About ARGO


ARGO (Aggregate Rank Generator) is a web-based transcriptional regulation resource to aid in the prioritization and interpretation of non-coding disease variants. While many Mendelian diseases are caused by defects in the coding or splicing regions of genes, a precise molecular diagnosis has not been identified for the majority of patients with suspected Mendelian conditions. It is therefore likely that the disease-associated mutations for some of these patients lie in non-coding, regulatory regions of the genome and we need methods for interpreting their functional consequences.

The ENCODE Encyclopedia

The ENCODE Encyclopedia encompasses a comprehensive set of sequence (yellow), element (red), gene (green) and interaction (blue) annotations (Figure 1). These annotations can either derive directly from primary data (primary level) or derive from the integration of multiple data types using innovative computational methods (integrative level).

Encode Encyclopedia
Sister Sites

We previously developed a suite of resources for integrating and interpreting regulatory non-coding genomic regions. We led the development of the ENCODE Registry of candidate cis-Regulatory Elements (cCREs), a collection of candidate non-coding regulatory regions across the human and mouse genomes. The Registry contains 2.3 million cCREs in humans and spans thousands of tissues, cell types, and cellular states, comprising promoter, enhancer, silencer, and CTCF-bound elements. To search and visualize these elements, we developed the web portal SCREEN. SCREEN enables users to search for regions, genes, or variants of interest and returns sets of cCREs that can be filtered or visualized based on their predictive functions, activity patterns, and overlap with other genomic annotations (e.g. transcription factor binding sites). In addition to cCRE-centric tools, we have also developed Factorbook2, a web portal that hosts expression data, binding motifs, and binding sites for over 800 transcription factors. These resources provide an integrated platform for researchers to access and interpret data concerning non-coding regulatory regions.

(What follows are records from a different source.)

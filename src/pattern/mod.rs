// Tue Jan 20 2026 - Alex

pub mod token;
pub mod error;
pub mod pattern;
pub mod compiler;
pub mod scanner;

pub use token::Token;
pub use error::ParseError;
pub use pattern::{Anchor, CompiledPattern};
pub use compiler::{compile, parse};
pub use scanner::{scan, Matches};
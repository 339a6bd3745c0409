// Tue Jan 20 2026 - Alex

pub mod args;
pub mod handler;

pub use args::{Args, CheckArgs, Command, MakeArgs, ScanArgs, ScanOptions, SignaturesArgs};
pub use handler::CommandHandler;

use clap::Parser;

pub fn parse_args() -> Args {
    Args::parse()
}

pub fn run() -> anyhow::Result<()> {
    let args = parse_args();
    let handler = CommandHandler::new();
    handler.execute(args)
}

ARGO's purpose is to expand and adapt these tools to develop a comprehensive resource for annotating and prioritizing non-coding variants. We developed a novel variant prioritization scheme which ranks variants based on their overlap with non-coding annotations.

Argo
Rank Aggregation

ARGO implements rank aggregation methods, which produce a single consensus ranking by combining multiple different rankings, often deriving from complementary sources. Rank aggregation is advantageous because it can leverage the strengths of individual methods, while mitigating their weaknesses, leading to more robust, reliable, and useful outcomes. Rank aggregation also enables us to integrate diverse data sources with different scales or normalizations as highlighted by our previous work using rank aggregation to predict functionally active enhancers in embryonic mouse tissues.

Annotations
Sequence

ARGO prioritizes candidate variants by aggregating ranks across three categories of annotations: (1) sequence, (2) elements, and (3) genes. For sequence features, variants are ranked based on their predicted impact on transcription factor binding and their evolutionary conservation. Using our Factorbook motif annotations, we calculate the change in motif score between the reference and input variant. To reduce potential false positive motif sites, users are also able to filter motif matches based on support from transcription factor ChIP-seq data. Evolutionary conservation can indicate that a genomic sequence has a crucial biological function and variants in highly conserved regions are more likely to be pathogenic. Because different types of Mendelian conditions may alter regulatory pathways with varying levels of conservation, users can select from conservation scores calculated across vertebrate, mammalian, or primate lineages.

Elements

ARGO also prioritizes variants using element-level annotations by intersecting variants with cCREs. Users have the option to rank elements by their cell type activity and can either broadly group samples by organ or tissue—such as heart, brain, or liver—or select specific cell types such as cardiomyocytes, neurons, or hepatocytes. Users are also able to rank cCREs by the specificity of their activity. This is useful as some conditions may affect multiple systems, suggesting that they disrupt regulatory processes in many different cell types. In contrast, other conditions may be highly specific to a particular cell type, and therefore it is important to prioritize variants that are only active in those cell types

Genes

Finally, ARGO evaluates variants based on properties of their associated genes. To assign variants to target genes, users are able to choose a linking method such as 3D chromatin contacts, computational predictions (ABC4 and ENCODE rE2G5) or linear distance. Then, similar to the cCRE selection, users will then select tissue or cell types of interest for ranking genes by expression as well as denote whether they should include information about the specificity of cell type expression.